After six weeks of travel, I climbed onto my village bus “Masia” with my huge backpack and two duffels in tow. As I climbed down the aisle, carefully navigating the huge sacks of corn, rice, and ugali flour that lay on the floor, I heard someone yell “Mikaela, umerudi!” (You have returned!). All of the anxiety I had been feeling about returning back to my village, about feeling alone, and the anticipation of loneliness and isolation I would feel, dissipated. I was caught off guard by my feelings of happiness and relief. After weeks of living out of bags, experiencing 30+ hours of bus time, and sharing hostel showers, I was finally going back to my own house. I was coming home.
I have officially been at my site for over a year, and I have under a year left of Peace Corps. That’s a weird feeling. All of a sudden, I have a deadline for my projects. I have to get them up and running. It’s now sinking in that, whereas before everything was new and I would experience it again, everything I experience for the next year will be the last time. One more sunflower harvest, one more corn harvest, one more dry season, one more rainy season, one more chance to watch the entire village turn into a quaint oxen-powered farming community, one more school year, etc. But this second year has brought a new and incredible feeling of home that I never expected to have here.

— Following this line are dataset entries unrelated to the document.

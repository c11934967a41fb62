//! Software and spec item indexes.
//!
//! An item is the index document of one software package or spec, stored
//! directly inside a `_software` or `_specs` directory. On hubs items are
//! gathered from every project in the `projects` collection.

use std::collections::BTreeMap;
use std::path::Path;

use serde_yaml::Value;

use crate::document::Document;
use crate::site::{Site, PROJECTS};

#[derive(Debug, Clone, Copy, PartialEq, Eq, Hash)]
pub enum ItemKind {
    Software,
    Specs,
}

impl ItemKind {
    pub const ALL: [ItemKind; 2] = [ItemKind::Software, ItemKind::Specs];

    /// Collection label on project sites, also the index page name.
    pub fn label(&self) -> &'static str {
        match self {
            ItemKind::Software => "software",
            ItemKind::Specs => "specs",
        }
    }

    fn directory(&self) -> &'static str {
        match self {
            ItemKind::Software => "_software",
            ItemKind::Specs => "_specs",
        }
    }

    /// Whether a document at `relative` (relative to the site source) is an
    /// item of this kind. Documentation nested below an item never is.
    pub fn matches(&self, relative: &Path) -> bool {
        relative
            .parent()
            .and_then(Path::file_name)
            .map(|dir| dir == self.directory())
            .unwrap_or(false)
    }
}

/// Items of `kind`, in collection order.
pub fn select_items(site: &Site, kind: ItemKind) -> Vec<&Document> {
    let label = if site.is_hub() { PROJECTS } else { kind.label() };
    let Some(collection) = site.collection(label) else {
        return Vec::new();
    };

    collection
        .docs
        .iter()
        .filter(|doc| {
            let relative = doc.path.strip_prefix(&site.source).unwrap_or(&doc.path);
            kind.matches(relative)
        })
        .collect()
}

/// Group items by each tag in their `tags` list.
pub fn tag_index<'a>(items: &[&'a Document]) -> BTreeMap<String, Vec<&'a Document>> {
    let mut tags: BTreeMap<String, Vec<&'a Document>> = BTreeMap::new();
    for item in items {
        let Some(Value::Sequence(list)) = item.get("tags") else {
            continue;
        };
        for tag in list.iter().filter_map(Value::as_str) {
            tags.entry(tag.to_string()).or_default().push(*item);
        }
    }
    tags
}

Exactly a year ago in my journal, I listed all of the things I missed about my home in the U.S. I remember writing the entry, sitting alone in my courtyard, the sun shining down, and tears pouring out of my eyes. Home couldn’t have felt more far away. I wrote that I missed “clean running water, showers, stoves and ovens, dish washers, washing machines, and most of all reliable electricity…” but it didn’t stop there. “I miss dressing however I want, the feeling of carpet under my feet, sleeping without a mosquito net and not worrying about strange bugs, lizards, rats, and bats…I especially miss my family and friends…I miss the gym…” Somewhere along the way, I stopped focusing on what I missed so much about home, and I focused on building my life here in Mambegu. It was then that I realized how much I have here, and reevaluated everything I once thought was a necessity in my life. That’s when happiness came.
My first night back in my village after six weeks of travel, I slept soundly in my own bed with my cat curled up beside me. When I woke up, I was overwhelmed with happiness. The following day, I walked through my village, past all of the brick houses, surrounded by corn, smoke curling out of the fires where people were cooking. People seemed genuinely happy to see me, and that was an incredible feeling. One mama, who is a member of the HIV group I work with, stopped her work in the cornfield and came out to hug me, which is usually unheard of in this culture. As I continued down the winding dirt paths, lined with sisal, sunflowers, and grazing goats, people invited me into their homes and said they were afraid I left. I sat and helped one woman who is about to give birth write a list of possible names for her baby. I was gifted a lot of corn from another woman as a welcome home.
Sometimes I get really stressed out that I’m not doing enough projects, or that I’m not making enough effort to get them going. Any volunteer here knows how hard it can be to get a project started, let alone finished. Things come up, meetings get cancelled, and people show up three hours late or not at all. A great friend recently reminded me that a huge part of the Peace Corps experience is simply living here, in this community, talking with people, learning about them, and sharing my own culture with them. It is enough to be friends with the people in this wonderful community. It is a success to call this home, and to truly feel that it is my home. Coming home is enough.
Pictured Above: A year ago I moved into my house and it had nothing in it: no furniture, not even a stove. Now it is totally my own space!